# EXERCISE GOAL:
For the entries below, work out how many lines include the string "alloc", then write only that number.

# DATASET RECORDS:
***

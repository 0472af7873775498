// Copyright 2026 the Vantage Authors
// SPDX-License-Identifier: Apache-2.0 OR MIT

//! Transient per-instance view state.

use vantage_charts::LayoutParams;
use vantage_core::{Dataset, Key};

/// The transient state of one mounted chart.
///
/// This lives exactly as long as the chart instance: it is created empty, mutated by
/// user events, and dropped on teardown. None of it survives into layout, which stays a
/// pure function of dataset and parameters.
#[derive(Clone, Debug, Default)]
pub struct ViewState {
    selection: Option<Key>,
    hover: Option<Key>,
    last_params: Option<LayoutParams>,
}

impl ViewState {
    /// Creates empty view state.
    pub fn new() -> Self {
        Self::default()
    }

    /// Returns the active selection.
    pub fn selection(&self) -> Option<&Key> {
        self.selection.as_ref()
    }

    /// Sets the active selection if `key` exists in `dataset`, otherwise clears it.
    ///
    /// The selection is always either empty or a key present in the current dataset.
    pub fn select(&mut self, key: Key, dataset: &Dataset) {
        if dataset.contains_key(&key) {
            self.selection = Some(key);
        } else {
            tracing::debug!(%key, "selection target not in dataset; clearing");
            self.selection = None;
        }
    }

    /// Clears the active selection.
    pub fn clear_selection(&mut self) {
        self.selection = None;
    }

    /// Returns the current hover target.
    pub fn hover(&self) -> Option<&Key> {
        self.hover.as_ref()
    }

    /// Sets the hover target.
    pub fn set_hover(&mut self, key: Option<Key>) {
        self.hover = key;
    }

    /// Returns the parameters of the most recent render, for resize replay.
    pub fn last_params(&self) -> Option<&LayoutParams> {
        self.last_params.as_ref()
    }

    /// Records the parameters of a completed render.
    pub fn set_last_params(&mut self, params: LayoutParams) {
        self.last_params = Some(params);
    }

    /// Drops state that points into a dataset being replaced.
    ///
    /// Selections and hover targets for keys absent from `next` are cleared, not left
    /// dangling.
    pub fn sync_dataset(&mut self, next: &Dataset) {
        if let Some(k) = &self.selection
            && !next.contains_key(k)
        {
            tracing::debug!(key = %k, "selected key removed by dataset swap");
            self.selection = None;
        }
        if let Some(k) = &self.hover
            && !next.contains_key(k)
        {
            self.hover = None;
        }
    }

    /// Resets everything, returning the state to its just-mounted emptiness.
    pub fn reset(&mut self) {
        *self = Self::default();
    }
}

#[cfg(test)]
mod tests {
    extern crate std;

    use alloc::vec;

    use vantage_core::Record;

    use super::*;

    fn dataset() -> Dataset {
        Dataset::from_records(vec![
            Record::new(Key::name("France"), [10.0]),
            Record::new(Key::name("Chile"), [4.0]),
        ])
    }

    #[test]
    fn selection_is_null_or_present() {
        let ds = dataset();
        let mut view = ViewState::new();
        view.select(Key::name("France"), &ds);
        assert_eq!(view.selection(), Some(&Key::name("France")));
        view.select(Key::name("Atlantis"), &ds);
        assert_eq!(view.selection(), None);
    }

    #[test]
    fn dataset_swap_clears_dead_selection() {
        let ds = dataset();
        let mut view = ViewState::new();
        view.select(Key::name("Chile"), &ds);
        view.set_hover(Some(Key::name("Chile")));

        let next = Dataset::from_records(vec![Record::new(Key::name("France"), [12.0])]);
        view.sync_dataset(&next);
        assert_eq!(view.selection(), None);
        assert_eq!(view.hover(), None);
    }

    #[test]
    fn surviving_selection_is_kept_across_swap() {
        let ds = dataset();
        let mut view = ViewState::new();
        view.select(Key::name("France"), &ds);
        view.sync_dataset(&dataset());
        assert_eq!(view.selection(), Some(&Key::name("France")));
    }
}
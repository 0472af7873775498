// Copyright 2026 the Vantage Authors
// SPDX-License-Identifier: Apache-2.0 OR MIT

//! Float helpers for `no_std` builds.
//!
//! Float math methods like `f64::log10` and `f64::sin` are not available in `core`;
//! this trait dispatches to `libm` when building without `std`.

/// Float math helpers for `f64` in `no_std` mode.
pub(crate) trait FloatExt {
    fn floor(self) -> Self;
    fn ceil(self) -> Self;
    fn round(self) -> Self;
    fn log10(self) -> Self;
    fn powf(self, n: Self) -> Self;
    fn sin(self) -> Self;
    fn cos(self) -> Self;
}

#[cfg(all(not(feature = "std"), feature = "libm"))]
impl FloatExt for f64 {
    fn floor(self) -> Self {
        libm::floor(self)
    }

    fn ceil(self) -> Self {
        libm::ceil(self)
    }

    fn round(self) -> Self {
        libm::round(self)
    }

    fn log10(self) -> Self {
        libm::log10(self)
    }

    fn powf(self, n: Self) -> Self {
        libm::pow(self, n)
    }

    fn sin(self) -> Self {
        libm::sin(self)
    }

    fn cos(self) -> Self {
        libm::cos(self)
    }
}

#[cfg(all(not(feature = "std"), not(feature = "libm")))]
compile_error!("vantage_charts requires either the `std` or `libm` feature");
// Copyright 2026 the Vantage Authors
// SPDX-License-Identifier: Apache-2.0 OR MIT

//! The current normalized record set.

extern crate alloc;

use alloc::vec::Vec;

use hashbrown::HashMap;

use crate::key::Key;
use crate::record::Record;

/// The normalized record list for one chart, with a by-key index.
///
/// A dataset is recreated wholesale on every raw-data reload; downstream state
/// (selections, retained shapes) is reconciled against the new instance rather
/// than patched in place.
#[derive(Clone, Debug, Default)]
pub struct Dataset {
    records: Vec<Record>,
    index: HashMap<Key, usize>,
}

impl Dataset {
    /// Creates an empty dataset.
    pub fn new() -> Self {
        Self::default()
    }

    /// Builds a dataset from records.
    ///
    /// If two records share a key, the later one replaces the earlier one; a key maps
    /// to exactly one record.
    pub fn from_records(records: impl IntoIterator<Item = Record>) -> Self {
        let mut out = Self::new();
        for record in records {
            match out.index.get(record.key()) {
                Some(&at) => out.records[at] = record,
                None => {
                    out.index.insert(record.key().clone(), out.records.len());
                    out.records.push(record);
                }
            }
        }
        out
    }

    /// Returns the number of records.
    pub fn len(&self) -> usize {
        self.records.len()
    }

    /// Returns `true` if there are no records.
    pub fn is_empty(&self) -> bool {
        self.records.is_empty()
    }

    /// Returns the records in insertion order.
    pub fn records(&self) -> &[Record] {
        &self.records
    }

    /// Looks up a record by key.
    pub fn get(&self, key: &Key) -> Option<&Record> {
        self.index.get(key).map(|&at| &self.records[at])
    }

    /// Returns `true` if `key` identifies a record in this dataset.
    pub fn contains_key(&self, key: &Key) -> bool {
        self.index.contains_key(key)
    }

    /// Returns the maximum finite value of the given measure across all records.
    ///
    /// This is the "global maximum" used by stable-axis domain policies.
    pub fn max_measure(&self, index: usize) -> Option<f64> {
        let mut max = f64::NEG_INFINITY;
        for r in &self.records {
            let v = r.measure(index);
            if v.is_finite() {
                max = max.max(v);
            }
        }
        max.is_finite().then_some(max)
    }

    /// Returns the `(min, max)` range of ordering hints, ignoring records without one.
    pub fn order_bounds(&self) -> Option<(f64, f64)> {
        let mut min = f64::INFINITY;
        let mut max = f64::NEG_INFINITY;
        for r in &self.records {
            if let Some(o) = r.order() {
                min = min.min(o);
                max = max.max(o);
            }
        }
        (min.is_finite() && max.is_finite()).then_some((min, max))
    }
}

***

# WRITTEN ANSWER:
3